LM: How big is the farm now?
GM: It’s 325 acres. We’ve got two divisions. One layup division in Midway and then we’ve got the main farm in between Midway and Versailles.
LM: When did you first start breaking horses for your uncle?
GM: I think the first year we had yearlings for him was 2012. He would have been part of the first crop. He was a big supporter.
LM:. Was Bill (Mott) giving you a lot of early feedback on the horse?
GM: After Jerry passed, and we were going through all the legal paperwork, I knew something was up because Bill kept checking with the racing office about twice a week to see if our paperwork was in line. He did tip his cap a little bit from that standpoint. From the start, Bill had been telling me that this was a throwback type of horse. The type that you could run a big, tough horse, that would eat all its feed and was extremely sound and had a good mind was easy on himself in the stall. He just looked like that type of horse.

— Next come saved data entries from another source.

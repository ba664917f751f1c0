//! Roster store: categorized, ordered staff lists.
//!
//! # Responsibility
//! - Own category membership and display titles as separate mappings.
//! - Apply the per-person rotation transitions.
//!
//! # Invariants
//! - Membership is a partition: a person id appears in at most one category.
//! - Every category key has exactly one title.
//! - Every mutator either applies fully or leaves the roster unchanged.
//! - A status change moves the person to the end of its category.

use crate::model::category::{Category, CategoryKey};
use crate::model::person::{Person, PersonId, PersonPatch, PersonValidationError, ShiftStatus};
use chrono::{DateTime, Utc};
use serde::{Deserialize, Serialize};
use std::collections::{BTreeMap, HashSet};
use std::error::Error;
use std::fmt::{Display, Formatter};

pub type RosterResult<T> = Result<T, RosterError>;

/// Errors for roster mutations. State is unchanged whenever one is returned.
#[derive(Debug, Clone, PartialEq, Eq)]
pub enum RosterError {
    UnknownCategory(CategoryKey),
    DuplicateCategory(CategoryKey),
    IndexOutOfRange {
        category: CategoryKey,
        index: usize,
        len: usize,
    },
    PersonNotFound {
        category: CategoryKey,
        person_id: PersonId,
    },
    DuplicatePersonId(PersonId),
    BlankTitle(CategoryKey),
    InvalidPerson(PersonValidationError),
}

impl Display for RosterError {
    fn fmt(&self, f: &mut Formatter<'_>) -> std::fmt::Result {
        match self {
            Self::UnknownCategory(key) => write!(f, "category not found: {key}"),
            Self::DuplicateCategory(key) => write!(f, "category already exists: {key}"),
            Self::IndexOutOfRange {
                category,
                index,
                len,
            } => write!(
                f,
                "index {index} out of range for category {category} with {len} people"
            ),
            Self::PersonNotFound {
                category,
                person_id,
            } => write!(f, "person {person_id} not found in category {category}"),
            Self::DuplicatePersonId(id) => write!(f, "person id already on roster: {id}"),
            Self::BlankTitle(key) => write!(f, "title for category {key} must not be blank"),
            Self::InvalidPerson(err) => write!(f, "{err}"),
        }
    }
}

impl Error for RosterError {
    fn source(&self) -> Option<&(dyn Error + 'static)> {
        match self {
            Self::InvalidPerson(err) => Some(err),
            _ => None,
        }
    }
}

impl From<PersonValidationError> for RosterError {
    fn from(value: PersonValidationError) -> Self {
        Self::InvalidPerson(value)
    }
}

/// Live roster of categorized staff.
#[derive(Debug, Clone, Default, PartialEq, Eq, Serialize, Deserialize)]
#[serde(try_from = "RosterWire")]
pub struct Roster {
    categories: Vec<Category>,
    titles: BTreeMap<CategoryKey, String>,
}

impl Roster {
    pub fn new() -> Self {
        Self::default()
    }

    /// Appends a category in iteration order.
    ///
    /// # Errors
    /// - `DuplicateCategory` when `key` already exists.
    /// - `BlankTitle` when `title` is blank after trim.
    /// - `DuplicatePersonId` / `InvalidPerson` when `people` would break the
    ///   partition or person invariants.
    pub fn insert_category(
        &mut self,
        key: CategoryKey,
        title: impl Into<String>,
        people: Vec<Person>,
    ) -> RosterResult<()> {
        if self.titles.contains_key(&key) {
            return Err(RosterError::DuplicateCategory(key));
        }
        let title = normalize_title(&key, title.into())?;

        let mut seen: HashSet<&PersonId> = self.person_ids().collect();
        for person in &people {
            person.validate()?;
            if !seen.insert(&person.id) {
                return Err(RosterError::DuplicatePersonId(person.id.clone()));
            }
        }

        self.titles.insert(key.clone(), title);
        self.categories.push(Category::new(key, people));
        Ok(())
    }

    /// Categories in configuration order.
    pub fn categories(&self) -> &[Category] {
        &self.categories
    }

    pub fn category(&self, key: &CategoryKey) -> RosterResult<&Category> {
        self.categories
            .iter()
            .find(|category| &category.key == key)
            .ok_or_else(|| RosterError::UnknownCategory(key.clone()))
    }

    pub fn title(&self, key: &CategoryKey) -> Option<&str> {
        self.titles.get(key).map(String::as_str)
    }

    pub fn titles(&self) -> &BTreeMap<CategoryKey, String> {
        &self.titles
    }

    /// Finds a person in any category together with its category key.
    pub fn find_person(&self, id: &PersonId) -> Option<(&CategoryKey, &Person)> {
        self.categories.iter().find_map(|category| {
            category
                .find(id)
                .map(|person| (&category.key, person))
        })
    }

    pub fn total_people(&self) -> usize {
        self.categories.iter().map(Category::len).sum()
    }

    /// Moves the person at `index` to the end with a new shift status.
    ///
    /// Increments `shift_count` and stamps `moved_on` with `now`.
    pub fn move_status(
        &mut self,
        key: &CategoryKey,
        index: usize,
        status: ShiftStatus,
        now: DateTime<Utc>,
    ) -> RosterResult<&Person> {
        let category = self.category_mut(key)?;
        let len = category.people.len();
        if index >= len {
            return Err(RosterError::IndexOutOfRange {
                category: key.clone(),
                index,
                len,
            });
        }

        let mut person = category.people.remove(index);
        person.record_shift(status, now);
        category.people.push(person);
        Ok(&category.people[len - 1])
    }

    /// Replaces the notes of the person at `index` without reordering.
    pub fn update_notes(
        &mut self,
        key: &CategoryKey,
        index: usize,
        notes: impl Into<String>,
    ) -> RosterResult<&Person> {
        let category = self.category_mut(key)?;
        let len = category.people.len();
        let person = category
            .people
            .get_mut(index)
            .ok_or_else(|| RosterError::IndexOutOfRange {
                category: key.clone(),
                index,
                len,
            })?;
        person.notes = notes.into();
        Ok(person)
    }

    /// Appends a new person at the end of the category.
    pub fn add_person(&mut self, key: &CategoryKey, person: Person) -> RosterResult<&Person> {
        person.validate()?;
        if self.find_person(&person.id).is_some() {
            return Err(RosterError::DuplicatePersonId(person.id));
        }

        let category = self.category_mut(key)?;
        category.people.push(person);
        let last = category.people.len() - 1;
        Ok(&category.people[last])
    }

    /// Removes and returns the person with `person_id`.
    pub fn remove_person(&mut self, key: &CategoryKey, person_id: &PersonId) -> RosterResult<Person> {
        let category = self.category_mut(key)?;
        let position = category
            .position_of(person_id)
            .ok_or_else(|| RosterError::PersonNotFound {
                category: key.clone(),
                person_id: person_id.clone(),
            })?;
        Ok(category.people.remove(position))
    }

    /// Merges `patch` into the matching person in place.
    pub fn update_person(
        &mut self,
        key: &CategoryKey,
        person_id: &PersonId,
        patch: &PersonPatch,
    ) -> RosterResult<&Person> {
        let category = self.category_mut(key)?;
        let person = category
            .people
            .iter_mut()
            .find(|person| &person.id == person_id)
            .ok_or_else(|| RosterError::PersonNotFound {
                category: key.clone(),
                person_id: person_id.clone(),
            })?;
        person.apply_patch(patch);
        Ok(person)
    }

    /// Changes the display title only; key and membership are untouched.
    pub fn rename_category(
        &mut self,
        key: &CategoryKey,
        new_title: impl Into<String>,
    ) -> RosterResult<()> {
        let title = normalize_title(key, new_title.into())?;
        let slot = self
            .titles
            .get_mut(key)
            .ok_or_else(|| RosterError::UnknownCategory(key.clone()))?;
        *slot = title;
        Ok(())
    }

    /// Clears per-period fields of every person; order and membership stay.
    pub(crate) fn reset_rotation(&mut self) {
        for category in &mut self.categories {
            for person in &mut category.people {
                person.reset_rotation();
            }
        }
    }

    fn category_mut(&mut self, key: &CategoryKey) -> RosterResult<&mut Category> {
        self.categories
            .iter_mut()
            .find(|category| &category.key == key)
            .ok_or_else(|| RosterError::UnknownCategory(key.clone()))
    }

    fn person_ids(&self) -> impl Iterator<Item = &PersonId> {
        self.categories
            .iter()
            .flat_map(|category| category.people.iter().map(|person| &person.id))
    }
}

fn normalize_title(key: &CategoryKey, title: String) -> RosterResult<String> {
    let trimmed = title.trim();
    if trimmed.is_empty() {
        return Err(RosterError::BlankTitle(key.clone()));
    }
    Ok(trimmed.to_string())
}

#[derive(Deserialize)]
struct RosterWire {
    categories: Vec<Category>,
    titles: BTreeMap<CategoryKey, String>,
}

impl TryFrom<RosterWire> for Roster {
    type Error = RosterError;

    fn try_from(wire: RosterWire) -> Result<Self, Self::Error> {
        let mut titles = wire.titles;
        let mut roster = Roster::new();
        for category in wire.categories {
            let title = titles
                .remove(&category.key)
                .ok_or_else(|| RosterError::UnknownCategory(category.key.clone()))?;
            roster.insert_category(category.key, title, category.people)?;
        }
        Ok(roster)
    }
}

LM: When they put his number up, what was going through your head and what kind of emotions were you feeling?
GM: I didn’t really know what was going on when I first walked down on to the track. I didn’t even realize what was going until we looked up at the board, and, yeah that was a long wait. A couple minutes in I started to feel pretty anxious. I didn’t see what had happened live. It wasn’t until I started to see the replays on the board that I had actually saw what had happened because it was difficult to see live in the race.
LM: You were there with your aunt. What was her reaction?
GM: Everyone was back in the box, and I don’t think they had quite realized what was happening. They were packing up and getting ready to leave. I think my aunt was on her way out. We were trying to get out quickly and beat the rush. I think once everyone then realized what was happening, they stayed. Maury and I are really close. It was super. She was a celebrity now. I couldn’t have been happier for her. They have put so much time and effort into the game that it was just really rewarding to see that.
LM: Talk about in hindsight what it has meant to you personally and to Blackwood as an operation.
GM: It’s a life-altering event. I have got so many more new friends now all of a sudden. I’m the same guy but now my opinion matters. It’s kind of silly. For Blackwood, it’s the same thing. It’s huge. We’re not doing anything differently tomorrow than we did yesterday but now all of a sudden there is another newfound level of credibility because we’ve had a Derby winner come through here. We’ve had a bunch of stakes horses come off the farm but the Derby is different. I don’t think we could’ve done any of this without the team we have here at Blackwood. The team that (co-owner) Matt (Hogan) has assembled is fantastic. I don’t think it would be possible without all these folks, men and women who love these horses and just take such good care of them.